● Information supplied

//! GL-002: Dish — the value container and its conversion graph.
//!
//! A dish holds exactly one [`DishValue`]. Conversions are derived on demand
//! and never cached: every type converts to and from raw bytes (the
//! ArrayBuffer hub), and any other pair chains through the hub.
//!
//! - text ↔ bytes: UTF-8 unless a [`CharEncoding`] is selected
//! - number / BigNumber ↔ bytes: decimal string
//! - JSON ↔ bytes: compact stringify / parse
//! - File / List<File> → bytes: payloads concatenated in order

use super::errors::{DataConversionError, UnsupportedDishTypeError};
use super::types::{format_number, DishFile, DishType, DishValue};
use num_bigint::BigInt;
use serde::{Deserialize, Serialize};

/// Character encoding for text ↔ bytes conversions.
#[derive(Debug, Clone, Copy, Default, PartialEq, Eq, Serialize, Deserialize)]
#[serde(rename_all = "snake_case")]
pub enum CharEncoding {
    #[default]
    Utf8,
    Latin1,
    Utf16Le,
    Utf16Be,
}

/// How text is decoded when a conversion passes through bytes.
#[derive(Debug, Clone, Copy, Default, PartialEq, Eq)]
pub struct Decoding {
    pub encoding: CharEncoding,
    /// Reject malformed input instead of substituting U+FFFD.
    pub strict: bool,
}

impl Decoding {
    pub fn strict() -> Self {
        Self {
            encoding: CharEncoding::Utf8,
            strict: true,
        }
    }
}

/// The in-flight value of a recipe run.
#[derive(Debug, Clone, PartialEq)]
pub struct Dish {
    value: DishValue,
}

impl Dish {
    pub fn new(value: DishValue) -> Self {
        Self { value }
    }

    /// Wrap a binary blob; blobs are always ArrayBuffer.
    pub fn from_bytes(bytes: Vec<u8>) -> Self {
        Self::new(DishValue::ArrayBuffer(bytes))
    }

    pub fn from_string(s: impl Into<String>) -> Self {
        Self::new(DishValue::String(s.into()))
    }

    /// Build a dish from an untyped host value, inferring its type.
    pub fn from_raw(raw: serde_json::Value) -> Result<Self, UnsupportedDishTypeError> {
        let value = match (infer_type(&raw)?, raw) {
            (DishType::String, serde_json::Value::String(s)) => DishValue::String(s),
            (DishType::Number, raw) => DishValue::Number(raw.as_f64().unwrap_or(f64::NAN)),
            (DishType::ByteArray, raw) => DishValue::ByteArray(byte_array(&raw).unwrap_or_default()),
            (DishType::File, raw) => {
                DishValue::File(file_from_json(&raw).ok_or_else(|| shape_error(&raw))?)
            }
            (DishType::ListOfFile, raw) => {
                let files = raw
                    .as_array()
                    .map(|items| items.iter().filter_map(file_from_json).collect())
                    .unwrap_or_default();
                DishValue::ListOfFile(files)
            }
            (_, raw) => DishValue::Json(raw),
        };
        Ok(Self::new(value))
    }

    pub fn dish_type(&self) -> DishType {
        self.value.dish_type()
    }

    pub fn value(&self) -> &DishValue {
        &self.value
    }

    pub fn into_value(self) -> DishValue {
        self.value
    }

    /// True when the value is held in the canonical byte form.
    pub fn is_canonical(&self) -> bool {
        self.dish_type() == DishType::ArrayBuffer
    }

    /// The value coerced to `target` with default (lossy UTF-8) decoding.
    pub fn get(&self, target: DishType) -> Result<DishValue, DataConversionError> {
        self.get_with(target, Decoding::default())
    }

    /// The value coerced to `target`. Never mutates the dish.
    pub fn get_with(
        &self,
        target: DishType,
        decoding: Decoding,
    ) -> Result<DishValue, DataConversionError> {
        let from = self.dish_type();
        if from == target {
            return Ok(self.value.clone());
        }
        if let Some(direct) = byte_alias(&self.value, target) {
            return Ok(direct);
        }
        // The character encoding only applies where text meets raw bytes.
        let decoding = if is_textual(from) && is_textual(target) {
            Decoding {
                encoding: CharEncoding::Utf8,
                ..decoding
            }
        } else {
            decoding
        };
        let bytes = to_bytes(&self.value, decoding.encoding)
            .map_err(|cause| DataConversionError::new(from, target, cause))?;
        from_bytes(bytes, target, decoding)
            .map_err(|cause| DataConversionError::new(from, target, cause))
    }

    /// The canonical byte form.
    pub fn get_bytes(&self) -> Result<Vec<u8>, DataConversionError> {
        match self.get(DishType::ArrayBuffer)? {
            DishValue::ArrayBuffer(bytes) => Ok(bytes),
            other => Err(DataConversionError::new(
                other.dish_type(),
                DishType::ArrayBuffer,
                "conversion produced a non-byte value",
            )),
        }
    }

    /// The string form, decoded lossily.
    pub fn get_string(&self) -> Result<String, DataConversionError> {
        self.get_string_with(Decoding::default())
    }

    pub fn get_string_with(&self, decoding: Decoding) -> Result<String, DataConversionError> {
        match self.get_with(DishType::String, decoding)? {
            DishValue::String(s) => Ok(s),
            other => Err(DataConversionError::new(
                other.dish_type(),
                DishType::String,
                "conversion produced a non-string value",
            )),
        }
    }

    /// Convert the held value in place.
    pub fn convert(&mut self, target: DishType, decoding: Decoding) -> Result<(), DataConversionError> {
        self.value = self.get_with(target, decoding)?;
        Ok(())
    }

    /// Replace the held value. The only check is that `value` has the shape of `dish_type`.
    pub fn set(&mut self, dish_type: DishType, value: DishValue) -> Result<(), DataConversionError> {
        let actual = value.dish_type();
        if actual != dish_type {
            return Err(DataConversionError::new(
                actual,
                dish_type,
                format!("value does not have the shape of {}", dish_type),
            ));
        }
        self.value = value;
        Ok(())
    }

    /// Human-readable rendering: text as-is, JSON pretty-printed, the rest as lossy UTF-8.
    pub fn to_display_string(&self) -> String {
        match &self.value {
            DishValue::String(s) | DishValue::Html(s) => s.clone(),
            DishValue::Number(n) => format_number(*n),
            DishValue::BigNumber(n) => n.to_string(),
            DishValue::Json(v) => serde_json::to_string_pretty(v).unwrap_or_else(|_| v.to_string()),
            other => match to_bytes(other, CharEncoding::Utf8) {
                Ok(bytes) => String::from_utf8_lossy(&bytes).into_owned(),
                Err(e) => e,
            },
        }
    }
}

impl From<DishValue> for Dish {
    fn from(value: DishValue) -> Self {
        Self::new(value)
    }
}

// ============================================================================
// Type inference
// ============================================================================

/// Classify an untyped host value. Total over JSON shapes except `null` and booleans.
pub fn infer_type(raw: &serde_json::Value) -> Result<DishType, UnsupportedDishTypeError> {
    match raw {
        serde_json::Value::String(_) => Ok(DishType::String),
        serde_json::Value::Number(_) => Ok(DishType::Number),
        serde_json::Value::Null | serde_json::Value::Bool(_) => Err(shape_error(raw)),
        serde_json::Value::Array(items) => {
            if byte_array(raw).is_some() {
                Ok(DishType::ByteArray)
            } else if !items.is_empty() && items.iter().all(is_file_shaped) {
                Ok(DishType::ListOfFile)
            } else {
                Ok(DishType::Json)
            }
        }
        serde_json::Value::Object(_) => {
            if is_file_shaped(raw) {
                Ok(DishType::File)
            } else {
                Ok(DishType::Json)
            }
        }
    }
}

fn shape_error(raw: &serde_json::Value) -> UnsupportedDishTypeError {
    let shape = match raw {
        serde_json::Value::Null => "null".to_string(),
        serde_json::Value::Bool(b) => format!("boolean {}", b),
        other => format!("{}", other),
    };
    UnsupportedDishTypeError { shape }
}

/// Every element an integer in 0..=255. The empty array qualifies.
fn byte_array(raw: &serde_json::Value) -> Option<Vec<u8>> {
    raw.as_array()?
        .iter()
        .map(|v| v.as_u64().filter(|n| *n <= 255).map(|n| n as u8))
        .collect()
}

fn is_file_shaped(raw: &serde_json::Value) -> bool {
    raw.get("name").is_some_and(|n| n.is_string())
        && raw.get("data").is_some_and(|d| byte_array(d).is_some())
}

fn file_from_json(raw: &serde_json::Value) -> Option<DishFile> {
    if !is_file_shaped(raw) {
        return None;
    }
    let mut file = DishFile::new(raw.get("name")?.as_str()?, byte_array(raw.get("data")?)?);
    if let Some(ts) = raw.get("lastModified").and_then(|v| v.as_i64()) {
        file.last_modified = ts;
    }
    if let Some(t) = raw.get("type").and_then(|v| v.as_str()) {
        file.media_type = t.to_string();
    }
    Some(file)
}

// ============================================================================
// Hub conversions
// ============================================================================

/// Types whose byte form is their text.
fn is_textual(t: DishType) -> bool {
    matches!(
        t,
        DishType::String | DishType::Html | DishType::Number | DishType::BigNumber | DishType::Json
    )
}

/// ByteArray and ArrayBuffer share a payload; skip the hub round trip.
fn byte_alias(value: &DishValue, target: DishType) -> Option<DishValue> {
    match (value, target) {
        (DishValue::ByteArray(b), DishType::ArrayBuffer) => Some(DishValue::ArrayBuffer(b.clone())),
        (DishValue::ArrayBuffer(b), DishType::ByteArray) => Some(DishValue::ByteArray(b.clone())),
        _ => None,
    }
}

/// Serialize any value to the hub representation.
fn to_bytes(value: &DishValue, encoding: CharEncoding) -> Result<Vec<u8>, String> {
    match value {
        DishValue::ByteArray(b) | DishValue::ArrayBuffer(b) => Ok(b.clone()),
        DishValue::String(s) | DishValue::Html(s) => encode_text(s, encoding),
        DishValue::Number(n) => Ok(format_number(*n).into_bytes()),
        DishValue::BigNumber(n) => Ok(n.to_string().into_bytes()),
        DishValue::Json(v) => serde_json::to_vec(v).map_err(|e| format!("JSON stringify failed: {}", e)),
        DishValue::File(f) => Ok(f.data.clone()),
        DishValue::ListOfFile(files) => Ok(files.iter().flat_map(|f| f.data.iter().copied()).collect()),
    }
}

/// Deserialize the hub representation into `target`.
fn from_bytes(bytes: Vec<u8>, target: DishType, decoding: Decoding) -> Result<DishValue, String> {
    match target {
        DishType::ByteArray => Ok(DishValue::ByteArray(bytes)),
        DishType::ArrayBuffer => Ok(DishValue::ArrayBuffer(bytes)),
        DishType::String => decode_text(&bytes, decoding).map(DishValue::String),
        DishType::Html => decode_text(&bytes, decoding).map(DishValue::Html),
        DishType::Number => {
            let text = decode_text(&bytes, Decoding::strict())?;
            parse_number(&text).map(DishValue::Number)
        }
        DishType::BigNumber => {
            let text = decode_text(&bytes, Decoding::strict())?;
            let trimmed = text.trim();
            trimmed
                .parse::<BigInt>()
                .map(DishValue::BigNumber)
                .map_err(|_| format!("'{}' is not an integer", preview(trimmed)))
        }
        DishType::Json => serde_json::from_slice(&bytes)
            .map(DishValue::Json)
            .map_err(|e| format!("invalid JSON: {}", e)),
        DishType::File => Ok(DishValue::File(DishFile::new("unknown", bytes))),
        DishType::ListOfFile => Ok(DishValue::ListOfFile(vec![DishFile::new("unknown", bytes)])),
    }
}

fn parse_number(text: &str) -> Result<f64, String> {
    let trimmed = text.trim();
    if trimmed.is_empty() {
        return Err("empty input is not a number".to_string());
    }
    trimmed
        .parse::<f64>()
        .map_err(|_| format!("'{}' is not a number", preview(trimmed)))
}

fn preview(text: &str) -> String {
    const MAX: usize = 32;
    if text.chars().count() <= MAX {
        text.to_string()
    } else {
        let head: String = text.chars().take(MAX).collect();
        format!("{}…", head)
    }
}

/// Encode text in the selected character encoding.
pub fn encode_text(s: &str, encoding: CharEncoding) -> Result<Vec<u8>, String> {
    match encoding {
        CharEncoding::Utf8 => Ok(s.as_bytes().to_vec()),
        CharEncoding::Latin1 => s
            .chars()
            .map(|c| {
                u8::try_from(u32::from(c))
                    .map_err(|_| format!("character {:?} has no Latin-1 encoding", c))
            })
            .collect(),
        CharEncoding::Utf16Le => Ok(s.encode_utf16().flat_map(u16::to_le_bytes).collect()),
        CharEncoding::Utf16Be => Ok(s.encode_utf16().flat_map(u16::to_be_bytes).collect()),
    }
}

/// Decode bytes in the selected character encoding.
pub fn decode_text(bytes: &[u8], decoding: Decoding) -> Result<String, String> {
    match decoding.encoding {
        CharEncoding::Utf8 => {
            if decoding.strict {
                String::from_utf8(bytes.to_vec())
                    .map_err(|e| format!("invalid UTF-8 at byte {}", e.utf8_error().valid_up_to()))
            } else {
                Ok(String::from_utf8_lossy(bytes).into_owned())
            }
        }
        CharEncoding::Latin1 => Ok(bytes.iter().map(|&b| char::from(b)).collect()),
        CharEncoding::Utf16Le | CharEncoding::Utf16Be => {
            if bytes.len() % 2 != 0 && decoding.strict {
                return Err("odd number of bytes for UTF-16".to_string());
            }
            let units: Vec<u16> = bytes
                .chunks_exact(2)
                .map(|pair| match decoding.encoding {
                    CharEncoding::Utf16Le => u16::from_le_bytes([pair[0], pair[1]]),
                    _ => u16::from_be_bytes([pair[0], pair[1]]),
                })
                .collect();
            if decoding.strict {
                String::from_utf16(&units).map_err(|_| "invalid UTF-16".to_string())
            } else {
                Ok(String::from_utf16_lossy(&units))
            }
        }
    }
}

● Instructions to follow
Search the listing above for "held" and copy every line that has it.

● Reply to the task
    /// True when the value is held in the canonical byte form.
    /// Convert the held value in place.
    /// Replace the held value. The only check is that `value` has the shape of `dish_type`.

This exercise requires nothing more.